There’s not one single cause of ADHD (attention-deficit/hyperactivity disorder) but studies have shown that the condition does run in families and that genetics play a major role. In fact, ADHD has a heritability of between 75-91%, which means the genes you inherit from your parents play a significant role in whether or not you’ll have ADHD. (It doesn’t mean that this is the approximate chance you have of developing ADHD). Certain environmental factors are important, too (more on that below) but they are not the only things involved.

The role that genes play in ADHD are complex and not entirely understood. Generally speaking, ADHD isn’t thought to be the result of a single “wrong” gene, but rather to result from small, common variations in a number of genes that add up over time and have a collective impact. The brain activity and structure of people who have ADHD also appears to differ from those of people who don’t, possibly as a result of genetic differences. Scientists are still researching why these changes to brain function and activity happen and how exactly they contribute to ADHD.
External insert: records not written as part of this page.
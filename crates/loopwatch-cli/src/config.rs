//! Loading watchdog configuration files.

use std::path::Path;

use loopwatch::WatchdogConfig;

use crate::error::CliError;

/// Serialization format of a configuration file.
#[derive(Debug, Clone, Copy, PartialEq, Eq, clap::ValueEnum)]
pub enum ConfigFormat {
    Json,
    Yaml,
}

impl ConfigFormat {
    /// Guess the format from a file extension. Anything that is not YAML is
    /// read as JSON.
    pub fn from_path(path: &Path) -> Self {
        match path.extension().and_then(|ext| ext.to_str()) {
            Some(ext) if ext.eq_ignore_ascii_case("yaml") || ext.eq_ignore_ascii_case("yml") => {
                Self::Yaml
            }
            _ => Self::Json,
        }
    }
}

/// Parse and validate a configuration document.
pub fn parse_config(text: &str, format: ConfigFormat) -> Result<WatchdogConfig, CliError> {
    let config: WatchdogConfig = match format {
        ConfigFormat::Json => serde_json::from_str(text)?,
        ConfigFormat::Yaml => serde_yaml::from_str(text)?,
    };
    config
        .validate()
        .map_err(|e| CliError::InvalidConfiguration(e.to_string()))?;
    Ok(config)
}

/// Load the configuration at `path`, or the defaults when no path is given.
pub fn load_config(path: Option<&Path>) -> Result<WatchdogConfig, CliError> {
    let Some(path) = path else {
        return Ok(WatchdogConfig::default());
    };
    let text = std::fs::read_to_string(path)?;
    let config = parse_config(&text, ConfigFormat::from_path(path))?;
    tracing::info!(path = %path.display(), "Loaded watchdog configuration");
    Ok(config)
}

/// Render a configuration in the requested format.
pub fn render_config(config: &WatchdogConfig, format: ConfigFormat) -> Result<String, CliError> {
    Ok(match format {
        ConfigFormat::Json => serde_json::to_string_pretty(config)?,
        ConfigFormat::Yaml => serde_yaml::to_string(config)?,
    })
}

#[cfg(test)]
mod tests {
    use super::*;
    use loopwatch::AlertOptions;
    use std::time::Duration;

    type TestResult = Result<(), Box<dyn std::error::Error>>;

    #[test]
    fn format_from_extension() {
        assert_eq!(ConfigFormat::from_path(Path::new("w.yaml")), ConfigFormat::Yaml);
        assert_eq!(ConfigFormat::from_path(Path::new("w.YML")), ConfigFormat::Yaml);
        assert_eq!(ConfigFormat::from_path(Path::new("w.json")), ConfigFormat::Json);
        assert_eq!(ConfigFormat::from_path(Path::new("watchdog")), ConfigFormat::Json);
    }

    #[test]
    fn parse_partial_json_uses_defaults() -> TestResult {
        let config = parse_config(r#"{"stall_threshold_ms": 750}"#, ConfigFormat::Json)?;
        assert_eq!(config.stall_threshold, Duration::from_millis(750));
        assert_eq!(config.poll_interval, loopwatch::DEFAULT_POLL_INTERVAL);
        Ok(())
    }

    #[test]
    fn parse_yaml_with_debug_break() -> TestResult {
        let text = "heartbeat_interval_ms: 50\noptions: debug_break\n";
        let config = parse_config(text, ConfigFormat::Yaml)?;
        assert_eq!(config.heartbeat_interval, Duration::from_millis(50));
        assert_eq!(config.options, AlertOptions::DebugBreak);
        Ok(())
    }

    #[test]
    fn parse_rejects_zero_poll_interval() {
        let result = parse_config(r#"{"poll_interval_ms": 0}"#, ConfigFormat::Json);
        assert!(matches!(result, Err(CliError::InvalidConfiguration(_))));
    }

    #[test]
    fn missing_path_gives_defaults() -> TestResult {
        assert_eq!(load_config(None)?, WatchdogConfig::default());
        Ok(())
    }

    #[test]
    fn rendered_yaml_parses_back() -> TestResult {
        let config = WatchdogConfig::default();
        let text = render_config(&config, ConfigFormat::Yaml)?;
        assert!(text.contains("stall_threshold_ms: 300"));
        assert_eq!(parse_config(&text, ConfigFormat::Yaml)?, config);
        Ok(())
    }
}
In addition to genetic causes, the following may also be causes or risk factors for ADHD:  

  • Lead poisoning
  • Substance use disorders during pregnancy
  • Premature birth
  • Low birth weight

What doesn’t cause ADHD?

It’s worth restating that, according to current research, ADHD is largely the result of genetic differences. And, despite what many people believe, it’s not caused by things like  

  • Excessive sugar intake, screentime, or videogames
  • Lack of personal discipline or willpower
  • Bad parenting

ADHD isn’t the result of a child or adult’s behavior, in other words. In fact it’s the opposite: In certain circumstances, a child or adult’s  behavior may be the result of ADHD.

Does ADHD go away?

The short answer is “probably, in some cases.” Studies of ADHD remission—basically, the lessening or disappearance of some or all ADHD symptoms—have pointed to a number of different answers for why some children seem to “outgrow” ADHD. For example, as time goes on, the brain might use different structures to make up for the challenges caused by ADHD. However, we don't fully understand how this happens or have specific numbers to explain it.  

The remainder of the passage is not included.